Pick out all lines with the word "gitanjali" from the records that follow.

(Extracted information begins)

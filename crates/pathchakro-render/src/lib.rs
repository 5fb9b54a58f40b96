//! Pathchakro rich-text renderer
//!
//! Turns documents saved by the post, review and course editors into HTML that
//! is safe to drop straight into a page. Stored content is untrusted and often
//! messy, so rendering never fails: the worst case is an empty string.
//!
//! ```
//! let stored = r#"{"type":"doc","content":[{"type":"paragraph","content":[{"type":"text","text":"Hello"}]}]}"#;
//! assert_eq!(pathchakro_render::generate_html(stored), "<p>Hello</p>");
//! ```

use std::panic::{self, AssertUnwindSafe};
use std::sync::LazyLock;

use pulldown_cmark_escape::escape_html_body_text;

pub mod config;
pub mod decode;
pub mod document;
pub mod error;
pub mod marks;
pub mod node;
pub mod render;
pub mod sanitize;
pub mod validate;

pub use config::RenderConfig;
pub use decode::{Decoded, RawContent, decode, decode_with_limit};
pub use document::{RawMark, RawNode};
pub use error::{ConfigError, RejectedValue, RenderError, ValueKind};
pub use sanitize::Sanitizer;

static DEFAULT_RENDERER: LazyLock<HtmlRenderer> =
    LazyLock::new(|| HtmlRenderer::new(RenderConfig::default()));

/// Renders stored content with the default policy.
///
/// Accepts anything convertible to [`RawContent`]: `&str`, `Option<&str>`,
/// `&String`, or `&serde_json::Value`.
pub fn generate_html<'a>(content: impl Into<RawContent<'a>>) -> String {
    DEFAULT_RENDERER.render(content)
}

/// A renderer bound to one [`RenderConfig`].
#[derive(Debug, Clone)]
pub struct HtmlRenderer {
    config: RenderConfig,
    sanitizer: Sanitizer,
}

impl Default for HtmlRenderer {
    fn default() -> Self {
        Self::new(RenderConfig::default())
    }
}

impl HtmlRenderer {
    pub fn new(config: RenderConfig) -> Self {
        let sanitizer = Sanitizer::new(&config);
        Self { config, sanitizer }
    }

    pub fn config(&self) -> &RenderConfig {
        &self.config
    }

    pub fn sanitizer(&self) -> &Sanitizer {
        &self.sanitizer
    }

    /// Renders stored content, logging any failure and returning `""` for it.
    pub fn render<'a>(&self, content: impl Into<RawContent<'a>>) -> String {
        match self.try_render(content) {
            Ok(html) => html,
            Err(e) => {
                tracing::error!(error = %e, "failed to render document");
                String::new()
            }
        }
    }

    /// Like [`HtmlRenderer::render`] but reports failures instead of hiding them.
    pub fn try_render<'a>(&self, content: impl Into<RawContent<'a>>) -> Result<String, RenderError> {
        let content = content.into();
        panic::catch_unwind(AssertUnwindSafe(|| {
            let decoded = decode_with_limit(content, self.config.max_depth)?;
            self.render_decoded(decoded)
        }))
            .unwrap_or_else(|payload| Err(RenderError::Panicked(panic_message(payload.as_ref()))))
    }

    fn render_decoded(&self, decoded: Decoded) -> Result<String, RenderError> {
        let raw_html = match decoded {
            Decoded::Document(root) => render::render_tree(&root, &self.config)?,
            Decoded::PlainText(text) => {
                let mut html = String::with_capacity(text.len() + 7);
                html.push_str("<p>");
                let _ = escape_html_body_text(&mut html, &text);
                html.push_str("</p>");
                html
            }
            Decoded::Unrecoverable => return Ok(String::new()),
        };
        Ok(self.sanitizer.clean(&raw_html))
    }
}

fn panic_message(payload: &(dyn std::any::Any + Send)) -> String {
    if let Some(message) = payload.downcast_ref::<&str>() {
        message.to_string()
    } else if let Some(message) = payload.downcast_ref::<String>() {
        message.clone()
    } else {
        "unknown panic".to_string()
    }
}
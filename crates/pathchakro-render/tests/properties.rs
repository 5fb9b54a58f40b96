// Whole-pipeline checks: stored content in, sanitized HTML out.

use pathchakro_render::{HtmlRenderer, RenderConfig, RenderError, Sanitizer, generate_html};
use serde_json::{Value, json};

fn text(s: &str) -> Value {
    json!({"type": "text", "text": s})
}

fn paragraph(children: Vec<Value>) -> Value {
    json!({"type": "paragraph", "content": children})
}

fn doc(children: Vec<Value>) -> Value {
    json!({"type": "doc", "content": children})
}

/// A spread of documents touching every node and mark kind, including hostile values.
fn sample_documents() -> Vec<Value> {
    vec![
        doc(vec![paragraph(vec![text("plain")])]),
        doc(vec![
            json!({"type": "heading", "attrs": {"level": 1}, "content": [text("Title")]}),
            json!({"type": "heading", "attrs": {"level": "7"}, "content": [text("Too deep")]}),
            paragraph(vec![
                json!({"type": "text", "text": "bold", "marks": [{"type": "bold"}, {"type": "italic"}]}),
                json!({"type": "hardBreak"}),
                json!({"type": "text", "text": "<script>alert(1)</script>"}),
            ]),
        ]),
        doc(vec![paragraph(vec![
            json!({"type": "text", "text": "bad link", "marks": [{"type": "link", "attrs": {"href": "javascript:alert(1)", "target": "_blank", "rel": "noopener"}}]}),
            json!({"type": "text", "text": "data", "marks": [{"type": "link", "attrs": {"href": "data:text/html;base64,PHNjcmlwdD4="}}]}),
            json!({"type": "text", "text": "good", "marks": [{"type": "link", "attrs": {"href": "https://pathchakro.example/books/1"}}]}),
        ])]),
        doc(vec![paragraph(vec![
            json!({"type": "text", "text": "styled", "marks": [{"type": "textStyle", "attrs": {"color": "red\" onmouseover=\"alert(1)"}}]}),
            json!({"type": "text", "text": "hl", "marks": [{"type": "highlight", "attrs": {"color": "#ff0"}}]}),
            json!({"type": "text", "text": "c", "marks": [{"type": "code"}, {"type": "strike"}, {"type": "underline"}]}),
        ])]),
        doc(vec![
            json!({"type": "bulletList", "content": [{"type": "listItem", "content": [paragraph(vec![text("a")])]}]}),
            json!({"type": "orderedList", "attrs": {"start": 4}, "content": [{"type": "listItem", "content": [paragraph(vec![text("b")])]}]}),
            json!({"type": "blockquote", "content": [paragraph(vec![text("quoted")])]}),
            json!({"type": "codeBlock", "attrs": {"language": "js"}, "content": [text("if (a < b) { run(); }")]}),
            json!({"type": "horizontalRule"}),
        ]),
        doc(vec![
            json!({"type": "image", "attrs": {"src": "javascript:alert(1)", "alt": "x\" onerror=\"alert(1)", "width": "50%"}}),
            json!({"type": "image", "attrs": {"src": "https://cdn.example/a.png", "width": "300"}}),
            json!({"type": "youtube", "attrs": {"src": "https://www.youtube.com/embed/abc", "width": 640, "height": 360}}),
            json!({"type": "iframe", "attrs": {"src": "https://evil.example/phish"}}),
        ]),
        doc(vec![json!({"type": "customBlock", "content": [paragraph(vec![text("inside")])]})]),
    ]
}

const ALLOWED_TAGS: &[&str] = &[
    "p", "h1", "h2", "h3", "h4", "h5", "h6", "ul", "ol", "li", "blockquote", "pre", "code", "img",
    "iframe", "br", "hr", "strong", "em", "s", "u", "a", "span", "mark",
];

const GLOBAL_ATTRIBUTES: &[&str] = &["class", "style", "lang", "title"];

const TAG_ATTRIBUTES: &[(&str, &[&str])] = &[
    ("a", &["href", "target", "rel"]),
    ("img", &["src", "alt", "width", "height"]),
    ("iframe", &["src", "width", "height", "frameborder", "allowfullscreen"]),
    ("ol", &["start"]),
];

/// Opening tags in `html` with their attribute names. Attribute values are
/// always double quoted in sanitized output.
fn elements(html: &str) -> Vec<(String, Vec<String>)> {
    let mut found = Vec::new();
    let mut rest = html;
    while let Some(open) = rest.find('<') {
        rest = &rest[open + 1..];
        if rest.starts_with('/') {
            continue;
        }
        let name_len = rest
            .find(|c: char| !c.is_ascii_alphanumeric())
            .unwrap_or(rest.len());
        let name = rest[..name_len].to_string();
        rest = &rest[name_len..];

        let mut attributes = Vec::new();
        loop {
            rest = rest.trim_start();
            if let Some(after) = rest.strip_prefix('>') {
                rest = after;
                break;
            }
            let attr_len = rest
                .find(|c: char| c == '=' || c == '>' || c.is_whitespace())
                .unwrap_or(rest.len());
            assert!(attr_len > 0, "malformed tag <{name}> in {html}");
            attributes.push(rest[..attr_len].to_string());
            rest = &rest[attr_len..];
            if let Some(value) = rest.strip_prefix("=\"") {
                let end = value.find('"').expect("unterminated attribute value");
                rest = &value[end + 1..];
            }
        }
        found.push((name, attributes));
    }
    found
}

fn attribute_allowed(tag: &str, attribute: &str) -> bool {
    GLOBAL_ATTRIBUTES.contains(&attribute)
        || TAG_ATTRIBUTES
            .iter()
            .any(|(t, attributes)| *t == tag && attributes.contains(&attribute))
}

#[test]
fn output_contains_only_allowed_markup() {
    for document in sample_documents() {
        let html = generate_html(document.to_string().as_str());
        assert!(!html.contains("<script"), "{html}");
        assert!(!html.to_ascii_lowercase().contains("javascript:"), "{html}");
        for (tag, attributes) in elements(&html) {
            assert!(ALLOWED_TAGS.contains(&tag.as_str()), "unexpected <{tag}> in {html}");
            for attribute in attributes {
                assert!(
                    attribute_allowed(&tag, &attribute),
                    "unexpected {attribute} on <{tag}> in {html}"
                );
            }
        }
    }
}

#[test]
fn attribute_scan_sees_every_attribute() {
    let found = elements(r#"<p><a href="/x" onclick="y">a &gt; b</a><img src="/i.png" alt="q > r"></p>"#);
    assert_eq!(
        found,
        vec![
            ("p".to_string(), vec![]),
            ("a".to_string(), vec!["href".to_string(), "onclick".to_string()]),
            ("img".to_string(), vec!["src".to_string(), "alt".to_string()]),
        ]
    );
    assert!(!attribute_allowed("a", "onclick"));
    assert!(!attribute_allowed("p", "start"));
}

#[test]
fn sanitizing_output_is_a_fixed_point() {
    let sanitizer = Sanitizer::new(&RenderConfig::default());
    for document in sample_documents() {
        let html = generate_html(document.to_string().as_str());
        assert_eq!(sanitizer.clean(&html), html);
    }
}

#[test]
fn double_encoding_renders_identically() {
    for document in sample_documents() {
        let once = document.to_string();
        let twice = Value::String(once.clone()).to_string();
        assert_eq!(generate_html(twice.as_str()), generate_html(once.as_str()));
    }
}

#[test]
fn parsed_values_render_like_their_strings() {
    for document in sample_documents() {
        assert_eq!(
            generate_html(&document),
            generate_html(document.to_string().as_str())
        );
    }
}

#[test]
fn non_json_strings_become_a_paragraph() {
    for (input, expected) in [
        ("hello", "<p>hello</p>"),
        ("3 < 4 & 5 > 2", "<p>3 &lt; 4 &amp; 5 &gt; 2</p>"),
        ("<script>alert(1)</script>", "<p>&lt;script&gt;alert(1)&lt;/script&gt;</p>"),
        ("{not json", "<p>{not json</p>"),
    ] {
        assert_eq!(generate_html(input), expected);
    }
}

#[test]
fn missing_input_is_empty() {
    assert_eq!(generate_html(None::<&str>), "");
    assert_eq!(generate_html(&Value::Null), "");
    assert_eq!(generate_html(""), "");
}

#[test]
fn out_of_range_headings_render_as_h2() {
    for level in [json!(0), json!(9), json!("abc"), json!(null)] {
        let document = doc(vec![json!({"type": "heading", "attrs": {"level": level}, "content": [text("T")]})]);
        assert_eq!(generate_html(&document), "<h2>T</h2>");
    }
}

#[test]
fn javascript_links_point_nowhere() {
    let document = doc(vec![paragraph(vec![json!({
        "type": "text",
        "text": "click",
        "marks": [{"type": "link", "attrs": {"href": "javascript:alert(1)"}}]
    })])]);
    assert_eq!(generate_html(&document), "<p><a href=\"#\">click</a></p>");
}

#[test]
fn image_width_handling() {
    let image = |width: &str| doc(vec![json!({"type": "image", "attrs": {"src": "/cover.png", "width": width}})]);

    assert_eq!(generate_html(&image("abc")), "<img src=\"/cover.png\">");
    assert_eq!(
        generate_html(&image("300")),
        "<img src=\"/cover.png\" style=\"width: 300px\">"
    );
}

#[test]
fn unknown_nodes_render_only_children() {
    let document = doc(vec![json!({
        "type": "customBlock",
        "content": [paragraph(vec![text("one")]), paragraph(vec![text("two")])]
    })]);
    assert_eq!(generate_html(&document), "<p>one</p><p>two</p>");
}

#[test]
fn bare_arrays_and_untyped_docs() {
    let nodes = json!([paragraph(vec![text("a")]), paragraph(vec![text("b")])]);
    assert_eq!(generate_html(&nodes), "<p>a</p><p>b</p>");

    let untyped = json!({"content": [paragraph(vec![text("c")])]});
    assert_eq!(generate_html(&untyped), "<p>c</p>");

    assert_eq!(generate_html(&json!({"title": "no content"})), "");
}

#[test]
fn full_render_snapshot() {
    let document = doc(vec![
        json!({"type": "heading", "attrs": {"level": 3}, "content": [text("Reading list")]}),
        json!({"type": "bulletList", "content": [
            {"type": "listItem", "content": [paragraph(vec![
                json!({"type": "text", "text": "Gitanjali", "marks": [{"type": "link", "attrs": {"href": "/books/gitanjali", "target": "_blank", "rel": "noopener noreferrer"}}]})
            ])]}
        ]}),
        paragraph(vec![json!({"type": "text", "text": "due soon", "marks": [{"type": "highlight", "attrs": {"color": "#fde68a"}}]})]),
    ]);

    insta::assert_snapshot!(
        generate_html(&document),
        @r#"<h3>Reading list</h3><ul><li><p><a href="/books/gitanjali" target="_blank" rel="noopener noreferrer">Gitanjali</a></p></li></ul><p><mark style="background-color: #fde68a">due soon</mark></p>"#
    );
}

#[test]
fn custom_config_widens_iframe_hosts() {
    let config = RenderConfig::from_kdl(r#"iframe-hosts "media.pathchakro.example""#).unwrap();
    let renderer = HtmlRenderer::new(config);
    let document = doc(vec![json!({"type": "iframe", "attrs": {"src": "https://media.pathchakro.example/v/1"}})]);

    assert_eq!(
        renderer.render(&document),
        "<iframe src=\"https://media.pathchakro.example/v/1\" frameborder=\"0\" allowfullscreen=\"true\"></iframe>"
    );
    assert_eq!(generate_html(&document), "");
}

fn nested_blockquotes(levels: usize) -> Value {
    let mut node = paragraph(vec![text("deep")]);
    for _ in 0..levels {
        node = json!({"type": "blockquote", "content": [node]});
    }
    doc(vec![node])
}

#[test]
fn deeply_nested_strings_render_like_values() {
    let document = nested_blockquotes(70);
    let html = generate_html(document.to_string().as_str());

    assert_eq!(html, generate_html(&document));
    assert!(html.starts_with("<blockquote><blockquote>"), "{html}");
    assert_eq!(html.matches("<blockquote>").count(), 70);
}

#[test]
fn nesting_past_max_depth_is_empty_either_way() {
    let document = nested_blockquotes(200);
    let renderer = HtmlRenderer::default();

    assert_eq!(generate_html(document.to_string().as_str()), "");
    assert_eq!(generate_html(&document), "");
    assert!(matches!(
        renderer.try_render(document.to_string().as_str()),
        Err(RenderError::NestingTooDeep { limit: 128 })
    ));
    assert!(matches!(
        renderer.try_render(&document),
        Err(RenderError::NestingTooDeep { limit: 128 })
    ));
}
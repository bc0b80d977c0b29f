//! End-to-end tests for the retrieval engine across all three modes.

use quarry_core::embedding::HashingEmbedder;
use quarry_core::test_utils::{doc, FailingEmbedder};
use quarry_core::{KnowledgeDocument, MatchKind, SearchEngine, SearchMode};
use std::collections::HashSet;
use std::sync::Arc;

fn medical_corpus() -> Vec<KnowledgeDocument> {
    vec![
        doc(
            "oncology-prognosis",
            "Breast cancer prognosis improves substantially with early detection \
             and machine learning risk models trained on clinical records.",
            9,
        ),
        doc(
            "oncology-imaging",
            "Deep learning models analyse mammography images to flag malignant \
             tumors earlier than routine screening alone.",
            7,
        ),
        doc(
            "nutrition",
            "Mediterranean diets rich in vegetables and olive oil correlate with \
             better long-term cardiovascular outcomes.",
            4,
        ),
        doc(
            "astronomy",
            "Radial velocity measurements reveal exoplanets orbiting nearby stars \
             with remarkable precision.",
            4,
        ),
        doc(
            "cooking",
            "Slow roasting root vegetables concentrates their sweetness and keeps \
             the kitchen warm through winter.",
            2,
        ),
    ]
}

async fn engine() -> SearchEngine {
    SearchEngine::build(medical_corpus(), Arc::new(HashingEmbedder::new(384)))
        .await
        .unwrap()
}

#[tokio::test]
async fn hybrid_ranks_relevant_documents_above_unrelated_ones() {
    let engine = engine().await;
    let results = engine
        .search("breast cancer prognosis", 5, SearchMode::hybrid_default())
        .await
        .unwrap();

    assert!(!results.is_empty());
    assert_eq!(results[0].document.id, "oncology-prognosis");

    let cooking_rank = results.iter().position(|r| r.document.id == "cooking");
    let oncology_rank = results
        .iter()
        .position(|r| r.document.id == "oncology-prognosis")
        .unwrap();
    if let Some(cooking_rank) = cooking_rank {
        assert!(oncology_rank < cooking_rank);
    }
}

#[tokio::test]
async fn hybrid_results_are_a_subset_of_the_rankers_union() {
    let engine = engine().await;
    let top_k = 3;

    let hybrid = engine
        .search("cancer detection models", top_k, SearchMode::hybrid_default())
        .await
        .unwrap();
    let vector = engine
        .search("cancer detection models", top_k * 2, SearchMode::Vector)
        .await
        .unwrap();
    let lexical = engine
        .search("cancer detection models", top_k * 2, SearchMode::Bm25)
        .await
        .unwrap();

    let union: HashSet<&str> = vector
        .iter()
        .chain(lexical.iter())
        .map(|r| r.document.id.as_str())
        .collect();

    assert!(hybrid.len() <= top_k);
    for result in &hybrid {
        assert!(union.contains(result.document.id.as_str()));
    }
}

#[tokio::test]
async fn pure_vector_weights_reproduce_vector_ordering() {
    let engine = engine().await;
    let query = "deep learning tumor imaging";

    let hybrid = engine
        .search(
            query,
            5,
            SearchMode::Hybrid {
                vector_weight: 1.0,
                bm25_weight: 0.0,
            },
        )
        .await
        .unwrap();
    let vector = engine.search(query, 5, SearchMode::Vector).await.unwrap();

    let hybrid_ids: Vec<&str> = hybrid
        .iter()
        .filter(|r| r.breakdown.and_then(|b| b.vector_score).is_some())
        .map(|r| r.document.id.as_str())
        .collect();
    let vector_ids: Vec<&str> = vector.iter().map(|r| r.document.id.as_str()).collect();

    // Documents the vector ranker returned keep their relative order.
    let restricted: Vec<&str> = hybrid_ids
        .iter()
        .filter(|id| vector_ids.contains(id))
        .copied()
        .collect();
    assert_eq!(restricted, vector_ids[..restricted.len()].to_vec());
}

#[tokio::test]
async fn priority_lifts_a_document_in_every_mode() {
    let base = |priority| {
        vec![
            doc("plain", "distributed consensus with raft leader election", priority),
            doc("boosted", "distributed consensus with raft leader election", 10),
            doc("filler-a", "sourdough hydration ratios for beginners", 5),
            doc("filler-b", "urban birdwatching in early spring", 5),
            doc("filler-c", "tidal pool ecology field notes", 5),
        ]
    };
    let engine = SearchEngine::build(base(1), Arc::new(HashingEmbedder::new(384)))
        .await
        .unwrap();

    for mode in [SearchMode::Bm25, SearchMode::Vector, SearchMode::hybrid_default()] {
        let results = engine
            .search("raft consensus", 5, mode)
            .await
            .unwrap();
        let plain = results.iter().position(|r| r.document.id == "plain");
        let boosted = results
            .iter()
            .position(|r| r.document.id == "boosted")
            .unwrap();
        if let Some(plain) = plain {
            assert!(boosted < plain, "priority should win in {mode:?}");
        }
    }
}

#[tokio::test]
async fn embedder_outage_degrades_hybrid_but_fails_vector() {
    let engine = SearchEngine::build(medical_corpus(), Arc::new(FailingEmbedder::new(384)))
        .await
        .unwrap();

    let hybrid = engine
        .search("cancer prognosis", 5, SearchMode::hybrid_default())
        .await
        .unwrap();
    assert!(!hybrid.is_empty());
    assert!(hybrid.iter().all(|r| r.match_kind == MatchKind::Bm25));

    assert!(engine
        .search("cancer prognosis", 5, SearchMode::Vector)
        .await
        .is_err());

    // Lexical mode is untouched by the outage.
    let lexical = engine
        .search("cancer prognosis", 5, SearchMode::Bm25)
        .await
        .unwrap();
    assert_eq!(lexical[0].document.id, "oncology-prognosis");
}

#[tokio::test]
async fn empty_query_and_empty_corpus_return_empty_lists() {
    let engine = engine().await;
    // Queries that tokenize to nothing never match lexically. The
    // vector ranker still embeds the raw text, so vector and hybrid
    // modes may return documents (at zero or low similarity) and only
    // lexical mode is guaranteed empty.
    for query in ["", "the of and"] {
        assert!(engine
            .search(query, 5, SearchMode::Bm25)
            .await
            .unwrap()
            .is_empty());
    }

    let empty = SearchEngine::build(vec![], Arc::new(HashingEmbedder::new(64)))
        .await
        .unwrap();
    for mode in [SearchMode::Bm25, SearchMode::Vector, SearchMode::hybrid_default()] {
        assert!(empty.search("anything", 5, mode).await.unwrap().is_empty());
    }
}

#[tokio::test]
async fn reload_is_atomic_from_the_callers_view() {
    let engine = engine().await;
    let stats_before = engine.stats().await;
    assert_eq!(stats_before.total_documents, 5);

    engine
        .reload(vec![
            doc("only", "a brand new corpus with a single passage", 5),
        ])
        .await
        .unwrap();

    let stats_after = engine.stats().await;
    assert_eq!(stats_after.total_documents, 1);

    let results = engine
        .search("passage corpus", 5, SearchMode::Bm25)
        .await
        .unwrap();
    assert!(results.iter().all(|r| r.document.id == "only"));
}

#[tokio::test]
async fn concurrent_searches_share_one_engine() {
    let engine = Arc::new(engine().await);

    let mut handles = Vec::new();
    for _ in 0..8 {
        let engine = Arc::clone(&engine);
        handles.push(tokio::spawn(async move {
            engine
                .search("cancer prognosis", 3, SearchMode::hybrid_default())
                .await
                .unwrap()
        }));
    }

    let mut first: Option<Vec<String>> = None;
    for handle in handles {
        let ids: Vec<String> = handle
            .await
            .unwrap()
            .into_iter()
            .map(|r| r.document.id.clone())
            .collect();
        match &first {
            Some(expected) => assert_eq!(&ids, expected),
            None => first = Some(ids),
        }
    }
}
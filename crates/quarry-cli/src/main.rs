//! Quarry CLI - hybrid search over a JSON knowledge corpus.
//!
//! # Usage
//!
//! ```bash
//! # Hybrid search (default mode)
//! quarry "breast cancer prognosis" --corpus knowledge.json
//! quarry "rust embeddings" -n 5 --mode bm25
//! quarry "query" --json
//!
//! # Use a local Ollama server instead of the offline embedder
//! quarry "query" --ollama-url http://localhost:11434 --model nomic-embed-text
//!
//! # Index statistics
//! quarry --stats --corpus knowledge.json
//! ```

mod corpus;
mod output;

use anyhow::{bail, Context, Result};
use clap::{Parser, ValueEnum};
use quarry_core::config::EMBEDDING_DIM;
use quarry_core::embedding::{Embedder, HashingEmbedder, OllamaEmbedder};
use quarry_core::{SearchEngine, SearchMode};
use std::path::PathBuf;
use std::sync::Arc;
use tracing_subscriber::EnvFilter;

/// Search mode selector on the command line.
#[derive(Debug, Clone, Copy, ValueEnum)]
enum Mode {
    /// Fused semantic + lexical ranking
    Hybrid,
    /// Semantic ranking only
    Vector,
    /// Lexical BM25 ranking only
    Bm25,
}

/// Quarry hybrid search CLI.
///
/// Ranks passages from a JSON corpus with BM25, embedding cosine
/// similarity, or a weighted fusion of both.
#[derive(Parser)]
#[command(name = "quarry", version, about)]
struct Cli {
    /// Search query
    query: Option<String>,

    /// Maximum number of results to return
    #[arg(short = 'n', long, default_value = "10")]
    limit: usize,

    /// Search mode
    #[arg(long, value_enum, default_value = "hybrid")]
    mode: Mode,

    /// Weight of the semantic component in hybrid mode
    #[arg(long, default_value_t = quarry_core::config::DEFAULT_VECTOR_WEIGHT)]
    vector_weight: f32,

    /// Weight of the lexical component in hybrid mode
    #[arg(long, default_value_t = quarry_core::config::DEFAULT_BM25_WEIGHT)]
    bm25_weight: f32,

    /// Path to the JSON corpus file
    #[arg(long, default_value = "knowledge.json")]
    corpus: PathBuf,

    /// Base URL of an Ollama server; without it a deterministic
    /// offline embedder is used
    #[arg(long)]
    ollama_url: Option<String>,

    /// Embedding model name for the Ollama server
    #[arg(long, default_value = "nomic-embed-text")]
    model: String,

    /// Output results as JSON
    #[arg(long)]
    json: bool,

    /// Print index statistics instead of searching
    #[arg(long)]
    stats: bool,

    /// Enable verbose logging
    #[arg(short, long)]
    verbose: bool,
}

fn embedder(cli: &Cli) -> Result<Arc<dyn Embedder>> {
    match &cli.ollama_url {
        Some(url) => {
            let embedder = OllamaEmbedder::new(url.clone(), cli.model.clone(), EMBEDDING_DIM)
                .context("failed to construct Ollama embedding client")?;
            Ok(Arc::new(embedder))
        }
        None => Ok(Arc::new(HashingEmbedder::new(EMBEDDING_DIM))),
    }
}

#[tokio::main]
async fn main() -> Result<()> {
    let cli = Cli::parse();

    let filter = if cli.verbose {
        EnvFilter::new("info")
    } else {
        EnvFilter::new("warn")
    };
    tracing_subscriber::fmt()
        .with_env_filter(filter)
        .with_target(false)
        .init();

    let documents = corpus::load_corpus(&cli.corpus)?;
    let engine = SearchEngine::build(documents, embedder(&cli)?)
        .await
        .context("failed to build search index")?;

    if cli.stats {
        let stats = engine.stats().await;
        let rendered = if cli.json {
            output::format_stats_json(&stats)
        } else {
            output::format_stats_human(&stats)
        };
        println!("{rendered}");
        return Ok(());
    }

    let Some(query) = &cli.query else {
        bail!("no search query provided; use --help for usage information");
    };

    let mode = match cli.mode {
        Mode::Hybrid => SearchMode::Hybrid {
            vector_weight: cli.vector_weight,
            bm25_weight: cli.bm25_weight,
        },
        Mode::Vector => SearchMode::Vector,
        Mode::Bm25 => SearchMode::Bm25,
    };

    let results = engine
        .search(query, cli.limit, mode)
        .await
        .context("search failed")?;

    let rendered = if cli.json {
        output::format_json(query, &results)
    } else {
        output::format_human(query, &results)
    };
    println!("{rendered}");

    Ok(())
}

(Extracted information ends)

(Exercise result)
                json!({"type": "text", "text": "Gitanjali", "marks": [{"type": "link", "attrs": {"href": "/books/gitanjali", "target": "_blank", "rel": "noopener noreferrer"}}]})
        @r#"<h3>Reading list</h3><ul><li><p><a href="/books/gitanjali" target="_blank" rel="noopener noreferrer">Gitanjali</a></p></li></ul><p><mark style="background-color: #fde68a">due soon</mark></p>"#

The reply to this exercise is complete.